It's Marvelous Middle Grade Monday at Ramblings of a Wannabe Scribe and What Are You Reading? day at Teach Mentor Texts and Unleashing Readers. It's also Nonfiction Monday.
Mills, Claudia. Mason Dixon: Basketball Disasters
January 10th 2012 by Knopf Books for Young Readers
Copy recieved from Young Adult Books Central and Reviewed there.
In this third book in the Mason Dixon series (Pet Disasters, 2011 and Fourth Grade Disasters, 2012), Mason is expanding his horizons even further. His best friend, Brady suggests that he play basketball, and his mother and father as very supportive of this, having read articles that playing sports is good for children. Mason isn't so sure, especially since his nemesis, Dunk, is on an opposing team. Mason's father is volunteered to coach the team even though he didn't play basketball himself, which leads to some interesting moments. Mason also has to deal with a new elderly neighbor who doesn't like Dog in her yard, as well as a school unit on Colonial Life that involves a lot of crafts and projects.
In the previous books, Mason was afraid of everything, but he is definitely coming into his own in fifth grade. I liked that he confronted his parents about whether or not they actually played on sports teams when they strongly suggest that he play basketball! He has become fond of Dog, even though he wasn't sure he liked animals at first, and is able to defend him to the Animal Control person. Even on the basketball court, Mason is able to learn the plays and do a decent job. It's good to see him make progress towards become more mature. I would love to see a book with Mason in the 6th grade!
The story line follows Mason through various events of fall, which is a popular way to present early middle grade plots. There's basketball, neighbor Mrs. Taylor, colonial crafts at school, and Thanksgiving, and all of these things come together nicely in the end. For fourth graders who are actually studying colonial times, all of the different craft projects (corn husk dolls, punched tin lanterns, sewing, etc.) might make them jealous, because there's so little time in classrooms to do those projects these days! Readers will know and appreciate the history surrounding them, which is a nice touch.

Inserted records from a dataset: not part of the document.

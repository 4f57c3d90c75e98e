//! Lattice-free sequence-discriminative ("chain") training objectives.
//!
//! Given the per-frame, per-class log-scores produced by an acoustic
//! model and a pair of graph supervisions — a numerator constraint
//! graph per utterance and a denominator phone-level graph shared
//! across the corpus — this crate computes a scalar training objective
//! and, optionally, its gradient with respect to the scores. Three
//! objective variants are supported: MMI (numerator minus denominator
//! log-likelihood), SMBR interpolated with MMI, and a KL mode where the
//! numerator is replaced by fixed target posteriors.
//!
//! The crate is purely in-memory and synchronous: no I/O, no FST
//! construction, no training-loop orchestration. The network executor
//! that produces the score matrix and consumes its derivative is an
//! external collaborator.
//!
//! # Example
//!
//! ```
//! use cadena::{
//!     compute_objf_and_deriv, ChainTrainingOptions, DenominatorGraph, FstArc, GraphArc,
//!     Supervision, SupervisionFst,
//! };
//! use ndarray::Array2;
//!
//! // Single-state denominator graph over one pdf.
//! let graph = DenominatorGraph::new(
//!     &[GraphArc { src: 0, dst: 0, pdf: 0, log_prob: 0.0 }],
//!     1,
//!     1,
//! )?;
//! // One sequence of three frames, forced to pdf 0 throughout.
//! let fst = SupervisionFst::new(
//!     4,
//!     &[
//!         FstArc { src: 0, dst: 1, pdf: 0, log_weight: 0.0 },
//!         FstArc { src: 1, dst: 2, pdf: 0, log_weight: 0.0 },
//!         FstArc { src: 2, dst: 3, pdf: 0, log_weight: 0.0 },
//!     ],
//!     &[(3, 0.0)],
//! )?;
//! let supervision = Supervision::compact(vec![fst], 3, 1.0)?;
//!
//! let scores = Array2::<f32>::zeros((3, 1));
//! let mut deriv = Array2::<f32>::zeros((3, 1));
//! let opts = ChainTrainingOptions::default();
//! let result = compute_objf_and_deriv(
//!     &opts, &graph, &supervision, &scores, Some(&mut deriv), None,
//! )?;
//! assert_eq!(result.weight, 3.0);
//! # Ok::<(), cadena::CadenaError>(())
//! ```

mod config;
mod denominator;
mod diagnostics;
mod error;
mod graph;
mod math;
mod numerator;
mod objective;
mod supervision;

pub use config::{build_silence_indices, parse_silence_pdfs, ChainTrainingOptions};
pub use denominator::{
    DenominatorComputation, DenominatorSmbrComputation, SmbrForward, ALPHA_BETA_CHECK_TOLERANCE,
};
pub use diagnostics::{xent_objective, ObjectiveInfo};
pub use error::{CadenaError, Result};
pub use graph::{DenominatorGraph, GraphArc, Transition};
pub use numerator::{GenericNumeratorComputation, NumeratorComputation};
pub use objective::{
    compute_objf_and_deriv, compute_smbr_objf_and_deriv, ObjectiveResult, SmbrObjectiveResult,
};
pub use supervision::{FstArc, LeveledFst, Supervision, SupervisionFst, SupervisionKind};
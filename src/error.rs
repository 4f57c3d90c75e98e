//! Error types for chain-training computations.

use thiserror::Error;

/// Errors raised at the configuration and construction boundaries.
///
/// The hot path (forward/backward recursions) never returns these:
/// numerical trouble there is reported through `ok` flags and handled by
/// the driver's failure substitution instead.
#[derive(Debug, Error)]
pub enum CadenaError {
    #[error("invalid configuration: {0}")]
    Config(String),

    #[error("invalid denominator graph: {0}")]
    Graph(String),

    #[error("invalid supervision: {0}")]
    Supervision(String),
}

/// Result type for chain-training operations
pub type Result<T> = std::result::Result<T, CadenaError>;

Summer is a great time for readers to get involved in series books, and Mills has several elementary series like Mason Dixon that are a great way to while away a rainy summer day!

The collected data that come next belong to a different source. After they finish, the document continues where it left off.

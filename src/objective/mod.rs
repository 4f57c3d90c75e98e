//! Objective drivers: numerator plus denominator in one call.
//!
//! [`compute_objf_and_deriv`] handles the MMI and KL objectives;
//! [`compute_smbr_objf_and_deriv`] the SMBR objective interpolated with
//! MMI. Both are pure functions of `(options, graph, supervision,
//! scores)`: the gradient buffers are borrowed for the duration of the
//! call and a pathological minibatch never aborts the caller — the
//! objective is substituted, the gradients zeroed, and a warning
//! emitted, so a multi-day training run survives the occasional bad
//! example.

use ndarray::Array2;
use tracing::{debug, warn};

use crate::config::ChainTrainingOptions;
use crate::denominator::{DenominatorComputation, DenominatorSmbrComputation};
use crate::error::{CadenaError, Result};
use crate::graph::DenominatorGraph;
use crate::numerator::{GenericNumeratorComputation, NumeratorComputation};
use crate::supervision::{Supervision, SupervisionKind};

/// Default per-frame objective substituted when a minibatch fails
/// numerically.
const DEFAULT_OBJF_PER_FRAME: f32 = -10.0;

/// Scalar outputs of the MMI / KL driver.
#[derive(Debug, Clone, Copy, PartialEq)]
pub struct ObjectiveResult {
    /// `num_logprob_weighted - weight * log Z_den` (KL mode:
    /// `-weight * log Z_den`). Divide by `weight` for display.
    pub objf: f32,
    /// The L2 or norm regularization term, zero when unused.
    pub l2_term: f32,
    /// Normalizer: `supervision.weight * num_sequences *
    /// frames_per_sequence`.
    pub weight: f32,
}

/// Scalar outputs of the SMBR driver.
#[derive(Debug, Clone, Copy, PartialEq)]
pub struct SmbrObjectiveResult {
    /// `weight * smbr_factor * expected-frame-accuracy`.
    pub objf: f32,
    /// `weight * (-log Z_den) + mmi_factor * num_logprob_weighted`.
    pub mmi_objf: f32,
    /// The L2 or norm regularization term, zero when unused.
    pub l2_term: f32,
    /// Normalizer, as in [`ObjectiveResult`].
    pub weight: f32,
}

/// Compute the chain objective and, optionally, its gradient.
///
/// `x` has shape `(frames_per_sequence * num_sequences, num_pdfs)`;
/// row `t*S + s` is frame `t` of sequence `s`. `deriv` (same shape,
/// zeroed here) receives the full gradient; `xent_deriv` receives the
/// weighted numerator posterior, for cross-entropy regularization, and
/// is filled even when `deriv` is absent.
///
/// The denominator runs first so its exp-score scratch (the largest
/// transient) is freed before the cross-entropy buffer is written.
///
/// # Errors
///
/// Returns an error for inconsistent options. Shape mismatches panic
/// (caller bugs); numerical failures are substituted, not returned.
pub fn compute_objf_and_deriv(
    opts: &ChainTrainingOptions,
    den_graph: &DenominatorGraph,
    supervision: &Supervision,
    x: &Array2<f32>,
    mut deriv: Option<&mut Array2<f32>>,
    mut xent_deriv: Option<&mut Array2<f32>>,
) -> Result<ObjectiveResult> {
    opts.validate()?;
    check_shapes(den_graph, supervision, x, deriv.as_deref(), xent_deriv.as_deref());

    let s_count = supervision.num_sequences();
    let t_count = supervision.frames_per_sequence();
    let w = supervision.weight();
    let tot_weight = w * s_count as f32 * t_count as f32;

    if let Some(d) = deriv.as_deref_mut() {
        d.fill(0.0);
    }
    if let Some(xd) = xent_deriv.as_deref_mut() {
        xd.fill(0.0);
    }

    let (den_logprob, den_ok) = {
        let mut den = DenominatorComputation::new(opts, den_graph, s_count, x);
        let (log_z, forward_ok) = den.forward();
        let backward_ok = match deriv.as_deref_mut() {
            Some(d) => den.backward(-w, d),
            None => true,
        };
        (log_z, forward_ok && backward_ok)
    };

    let need_posterior = deriv.is_some() || xent_deriv.is_some();
    let mut num_logprob_weighted = 0.0f32;
    let mut num_ok = true;
    match supervision.kind() {
        SupervisionKind::Compact(_) => {
            let mut numerator = NumeratorComputation::new(supervision, x);
            num_logprob_weighted = numerator.forward();
            if need_posterior {
                let mut posterior = Array2::<f32>::zeros(x.raw_dim());
                numerator.backward(&mut posterior);
                if let Some(d) = deriv.as_deref_mut() {
                    *d += &posterior;
                }
                if let Some(xd) = xent_deriv.as_deref_mut() {
                    xd.assign(&posterior);
                }
            }
        }
        SupervisionKind::Generic(_) => {
            let mut numerator = GenericNumeratorComputation::new(supervision, x);
            let (logprob, ok) = numerator.forward();
            num_logprob_weighted = logprob;
            num_ok = ok;
            if need_posterior {
                let mut posterior = Array2::<f32>::zeros(x.raw_dim());
                numerator.backward(&mut posterior);
                if let Some(d) = deriv.as_deref_mut() {
                    *d += &posterior;
                }
                if let Some(xd) = xent_deriv.as_deref_mut() {
                    xd.assign(&posterior);
                }
            }
        }
        SupervisionKind::Targets(targets) => {
            // KL mode: the numerator log-likelihood is not defined; the
            // numerator-side gradient is the fixed target posterior.
            if let Some(d) = deriv.as_deref_mut() {
                d.scaled_add(w, targets);
            }
            if let Some(xd) = xent_deriv.as_deref_mut() {
                xd.fill(0.0);
                xd.scaled_add(w, targets);
            }
        }
    }

    let mut objf = num_logprob_weighted - w * den_logprob;
    if !objf.is_finite() || !den_ok || !num_ok {
        if let Some(d) = deriv.as_deref_mut() {
            d.fill(0.0);
        }
        if let Some(xd) = xent_deriv.as_deref_mut() {
            xd.fill(0.0);
        }
        warn!(
            objf,
            den_ok,
            num_ok,
            "objective not finite or forward-backward failed, \
             substituting {DEFAULT_OBJF_PER_FRAME} per frame"
        );
        objf = DEFAULT_OBJF_PER_FRAME * tot_weight;
    }

    log_deriv_norms_per_frame(deriv.as_deref(), t_count, s_count);

    let l2_term = apply_regularizer(opts, w, x, deriv.as_deref_mut());

    Ok(ObjectiveResult {
        objf,
        l2_term,
        weight: tot_weight,
    })
}

/// Compute the SMBR objective (interpolated with MMI) and, optionally,
/// its gradient.
///
/// The numerator posteriors feed the denominator backward as per-arc
/// accuracies, optionally silence-masked through `sil_indices`
/// (length-`P`, `-1` at silence columns, `i` elsewhere; see
/// [`ChainTrainingOptions::silence_indices`]). Requires compact
/// supervision.
///
/// # Errors
///
/// Returns an error for inconsistent options, non-compact supervision,
/// or a bad silence index vector.
pub fn compute_smbr_objf_and_deriv(
    opts: &ChainTrainingOptions,
    den_graph: &DenominatorGraph,
    supervision: &Supervision,
    x: &Array2<f32>,
    mut deriv: Option<&mut Array2<f32>>,
    mut xent_deriv: Option<&mut Array2<f32>>,
    sil_indices: Option<&[i32]>,
) -> Result<SmbrObjectiveResult> {
    opts.validate()?;
    check_shapes(den_graph, supervision, x, deriv.as_deref(), xent_deriv.as_deref());
    if !matches!(supervision.kind(), SupervisionKind::Compact(_)) {
        return Err(CadenaError::Config(
            "the SMBR objective requires compact supervision".into(),
        ));
    }
    if let Some(indices) = sil_indices {
        if indices.len() != den_graph.num_pdfs() {
            return Err(CadenaError::Config(format!(
                "silence index vector has length {}, expected num_pdfs = {}",
                indices.len(),
                den_graph.num_pdfs()
            )));
        }
    }

    let s_count = supervision.num_sequences();
    let t_count = supervision.frames_per_sequence();
    let w = supervision.weight();
    let tot_weight = w * s_count as f32 * t_count as f32;
    let mmi_factor = opts.mmi_factor;

    // Numerator first: its posteriors are the accuracy targets.
    let mut num_posteriors = Array2::<f32>::zeros(x.raw_dim());
    let num_logprob_weighted;
    {
        let mut numerator = NumeratorComputation::new(supervision, x);
        num_logprob_weighted = numerator.forward();
        numerator.backward(&mut num_posteriors);
    }

    if let Some(d) = deriv.as_deref_mut() {
        d.fill(0.0);
        if mmi_factor != 0.0 {
            d.scaled_add(mmi_factor, &num_posteriors);
        }
    }
    if let Some(xd) = xent_deriv.as_deref_mut() {
        xd.assign(&num_posteriors);
    }

    if let Some(indices) = sil_indices {
        if opts.exclude_silence {
            zero_silence_columns(&mut num_posteriors, indices);
        } else if opts.one_silence_class {
            merge_silence_columns(&mut num_posteriors, indices);
        }
    }

    let mut denominator =
        DenominatorSmbrComputation::new(opts, den_graph, s_count, x, &num_posteriors);
    let forward = denominator.forward_smbr();
    let mut ok = forward.ok;
    if let Some(d) = deriv.as_deref_mut() {
        ok = denominator.backward_smbr(w, d) && ok;
    }

    let mut objf = w * forward.smbr_objf;
    let mut mmi_objf = w * forward.neg_log_z + mmi_factor * num_logprob_weighted;
    let total_objf = objf + mmi_objf;
    if !total_objf.is_finite() || !ok {
        if let Some(d) = deriv.as_deref_mut() {
            d.fill(0.0);
        }
        if let Some(xd) = xent_deriv.as_deref_mut() {
            xd.fill(0.0);
        }
        warn!(
            total_objf,
            ok,
            "SMBR objective not finite or forward-backward failed, \
             substituting the default objective"
        );
        mmi_objf = DEFAULT_OBJF_PER_FRAME * mmi_factor * tot_weight;
        objf = 0.0;
    }

    log_deriv_norms_per_frame(deriv.as_deref(), t_count, s_count);

    let l2_term = apply_regularizer(opts, w, x, deriv.as_deref_mut());

    Ok(SmbrObjectiveResult {
        objf,
        mmi_objf,
        l2_term,
        weight: tot_weight,
    })
}

fn check_shapes(
    den_graph: &DenominatorGraph,
    supervision: &Supervision,
    x: &Array2<f32>,
    deriv: Option<&Array2<f32>>,
    xent_deriv: Option<&Array2<f32>>,
) {
    let rows = supervision.num_sequences() * supervision.frames_per_sequence();
    assert_eq!(
        x.dim(),
        (rows, den_graph.num_pdfs()),
        "score matrix shape {:?} does not match supervision/graph ({rows} x {})",
        x.dim(),
        den_graph.num_pdfs()
    );
    if let Some(d) = deriv {
        assert_eq!(d.dim(), x.dim(), "derivative buffer shape mismatch");
    }
    if let Some(xd) = xent_deriv {
        assert_eq!(xd.dim(), x.dim(), "xent derivative buffer shape mismatch");
    }
    if let SupervisionKind::Targets(targets) = supervision.kind() {
        assert_eq!(targets.dim(), x.dim(), "target posterior shape mismatch");
    }
}

/// Apply the L2 (or norm) regularizer; returns the penalty term.
fn apply_regularizer(
    opts: &ChainTrainingOptions,
    w: f32,
    x: &Array2<f32>,
    deriv: Option<&mut Array2<f32>>,
) -> f32 {
    if opts.l2_regularize == 0.0 {
        return 0.0;
    }
    let scale = w * opts.l2_regularize;
    if opts.norm_regularize {
        let term: f64 = x.iter().map(|&v| f64::from(v.exp())).sum();
        if let Some(d) = deriv {
            d.zip_mut_with(x, |dv, &xv| *dv -= scale * xv.exp());
        }
        -scale * term as f32
    } else {
        let norm_sq: f64 = x.iter().map(|&v| f64::from(v) * f64::from(v)).sum();
        if let Some(d) = deriv {
            d.scaled_add(-scale, x);
        }
        -0.5 * scale * norm_sq as f32
    }
}

/// Zero the columns marked `-1` in the silence index vector.
fn zero_silence_columns(posteriors: &mut Array2<f32>, sil_indices: &[i32]) {
    for (pdf, &index) in sil_indices.iter().enumerate() {
        if index < 0 {
            posteriors.column_mut(pdf).fill(0.0);
        }
    }
}

/// Replace every silence column by the row-wise sum over all silence
/// columns, treating the silence pdfs as one class.
fn merge_silence_columns(posteriors: &mut Array2<f32>, sil_indices: &[i32]) {
    let silence: Vec<usize> = sil_indices
        .iter()
        .enumerate()
        .filter(|(_, &index)| index < 0)
        .map(|(pdf, _)| pdf)
        .collect();
    if silence.is_empty() {
        return;
    }
    for mut row in posteriors.rows_mut() {
        let total: f32 = silence.iter().map(|&pdf| row[pdf]).sum();
        for &pdf in &silence {
            row[pdf] = total;
        }
    }
}

/// Debug-level summary of gradient magnitudes per frame index. Row
/// `t*S + s` belongs to frame `t`, so row squared norms are pooled over
/// sequences; derivatives shrink towards the sequence edges.
fn log_deriv_norms_per_frame(deriv: Option<&Array2<f32>>, t_count: usize, s_count: usize) {
    let Some(deriv) = deriv else {
        return;
    };
    if !tracing::enabled!(tracing::Level::DEBUG) {
        return;
    }
    let mut per_frame = vec![0.0f32; t_count];
    for (row_index, row) in deriv.rows().into_iter().enumerate() {
        per_frame[row_index / s_count] += row.iter().map(|&v| v * v).sum::<f32>();
    }
    debug!(?per_frame, "derivative squared norms per frame");
}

Okay-- best way to spend summer as a child? Find an author or a series you like and read every single last one while sitting on the front porch with your dog. What? Not everyone's first choice? Definitely mine. I devoted the summer of 1977, for example, to The Chronicles of Narnia. This was right after Country Time Lemonade mix came out, and I seem to remember a preponderance of Nature Valley Granola bars being consumed as well. All the sugar! But in a form that my mother believed was nutritionally superior to something like Foot Loops. Ah, nostalgia!

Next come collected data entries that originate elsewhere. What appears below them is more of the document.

//! Compact numerator: log-domain forward-backward over time-leveled
//! supervision FSTs.

use ndarray::Array2;

use crate::math::{log_add, log_sum_exp};
use crate::supervision::{LeveledFst, Supervision, SupervisionKind};

/// Forward-backward over the compact supervision of one minibatch.
///
/// Row `t*S + s` of the score matrix is frame `t` of sequence `s`. The
/// forward pass returns the supervision-weighted log-likelihood; the
/// backward pass accumulates the per-frame posterior matrix, whose rows
/// sum to the supervision weight.
pub struct NumeratorComputation<'a> {
    fsts: &'a [LeveledFst],
    x: &'a Array2<f32>,
    num_sequences: usize,
    weight: f32,
    /// Per-sequence log-domain alpha over FST states.
    alphas: Vec<Vec<f32>>,
    /// Per-sequence total log-likelihood.
    log_likes: Vec<f32>,
}

impl<'a> NumeratorComputation<'a> {
    /// Set up the computation.
    ///
    /// # Panics
    ///
    /// Panics if the supervision is not compact or the score matrix has
    /// the wrong number of rows: both are caller bugs, not data errors.
    pub fn new(supervision: &'a Supervision, x: &'a Array2<f32>) -> Self {
        let fsts = match supervision.kind() {
            SupervisionKind::Compact(fsts) => fsts,
            _ => panic!("compact numerator requires compact supervision"),
        };
        assert_eq!(
            x.nrows(),
            supervision.num_sequences() * supervision.frames_per_sequence(),
            "score matrix has {} rows, supervision implies {}",
            x.nrows(),
            supervision.num_sequences() * supervision.frames_per_sequence()
        );
        Self {
            fsts,
            x,
            num_sequences: supervision.num_sequences(),
            weight: supervision.weight(),
            alphas: Vec::new(),
            log_likes: Vec::new(),
        }
    }

    /// Forward pass: returns `weight * sum_s log P(supervision_s | X)`.
    pub fn forward(&mut self) -> f32 {
        let s_count = self.num_sequences;
        let mut total = 0.0f64;
        self.alphas.clear();
        self.log_likes.clear();
        for (s, leveled) in self.fsts.iter().enumerate() {
            let fst = &leveled.fst;
            let mut alpha = vec![f32::NEG_INFINITY; fst.num_states()];
            alpha[0] = 0.0;
            // States are processed in frame order; arcs always go one
            // frame forward, so each state is complete when visited.
            for &state in &leveled.time_order {
                let a = alpha[state as usize];
                if a == f32::NEG_INFINITY {
                    continue;
                }
                let t = leveled.state_times[state as usize] as usize;
                for arc in fst.arcs_from(state as usize) {
                    let score = a + arc.log_weight + self.x[[t * s_count + s, arc.pdf as usize]];
                    let dst = arc.dst as usize;
                    alpha[dst] = log_add(alpha[dst], score);
                }
            }
            let finals: Vec<f32> = (0..fst.num_states())
                .map(|i| alpha[i] + fst.final_log_weight(i))
                .collect();
            let log_like = log_sum_exp(&finals);
            total += f64::from(log_like);
            self.alphas.push(alpha);
            self.log_likes.push(log_like);
        }
        self.weight * total as f32
    }

    /// Backward pass: accumulates the weighted posterior into
    /// `posterior` (same shape as the score matrix). Must be called
    /// after [`forward`](Self::forward).
    pub fn backward(&self, posterior: &mut Array2<f32>) {
        assert_eq!(posterior.dim(), self.x.dim(), "posterior shape mismatch");
        assert_eq!(
            self.alphas.len(),
            self.fsts.len(),
            "backward called before forward"
        );
        let s_count = self.num_sequences;
        for (s, leveled) in self.fsts.iter().enumerate() {
            let log_like = self.log_likes[s];
            if !log_like.is_finite() {
                // Unsatisfiable supervision; the driver substitutes the
                // objective, so the posterior stays zero here.
                continue;
            }
            let fst = &leveled.fst;
            let alpha = &self.alphas[s];
            let mut beta: Vec<f32> = (0..fst.num_states())
                .map(|i| fst.final_log_weight(i))
                .collect();
            for &state in leveled.time_order.iter().rev() {
                let i = state as usize;
                let t = leveled.state_times[i] as usize;
                let mut b = beta[i];
                for arc in fst.arcs_from(i) {
                    let x_val = self.x[[t * s_count + s, arc.pdf as usize]];
                    let with_arc = arc.log_weight + x_val + beta[arc.dst as usize];
                    b = log_add(b, with_arc);
                    let occupancy = (alpha[i] + with_arc - log_like).exp();
                    posterior[[t * s_count + s, arc.pdf as usize]] += self.weight * occupancy;
                }
                beta[i] = b;
            }
        }
    }
}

Blumenthal, Karen. Tommy: The Gun that Changed America
June 30th 2015 by Roaring Brook Press
E ARC from Netgalley.com
Here's the thing: I hate guns. My father had an antique hunting rifle that his father had owned, but I refused to let it in my house. Unless you are shooting your own food, there's no reason for anyone to have a gun. You can tell that I am not a member of the NRA.
That said, this was a tremendously interesting book. I love to read about inventions that change the way that people live. Looking back, it's easy to think "Well, didn't the inventors KNOW that this would not end well?", but Blumenthal does an excellent job of explaining why the Thompson Sub-Machine Gun was invented, and how it came to be used in so many criminal activities in the first half of the 20th century.
During WWI, Thompson started trying to develop a lighter, more accurate gun that would shoot more rounds more quickly, so that fewer men would die. It's hard to get our mind around this kind of thinking, but it makes a little bit of sense. Of course, the timing was bad, and by the time the gun was developed, the war was over. Left with lots of stock, the Auto-Ordance company tried to sell the guns to police and other peace keeping forces; that was, after all, what the guns were meant for. However, there were enterprising people who tried to get the guns illegally to other places, including Ireland at the time of the Troubles. Since there weren't many gun laws to speak of, the Tommy gun eventually made its way into the hands of gangsters like Al Capone. Blumenthal does a great job of briefly explaining these criminals' actions, and how they were formed by the use of this gun. She also outlines the evolution of gun laws in a way that would make this book an excellent resource for National History Day projects.
I would like to see a paper copy of this to get a better idea of the layout, but I think I will definitely buy a copy. It is a bit long for most students to pick up for fun (240 pages, some of that foot notes and an extensive bibliography), but I thought it moved quickly and was quite interesting. In fact, the evening after I read the book, I went to see my daughter in the orchestra for the musical Anything Goes! One of the characters, Moon-Faced Martin, had a Tommy gun in a violin case, and I whispered to my companion "Actually, in order to fit in a violin case, a Thompson Submachine Gun needs to be partially disassembled." I love having random bits of knowledge like that!
This author's Let Me Play and Bootleg do well at my library, so I'll definitely be buying.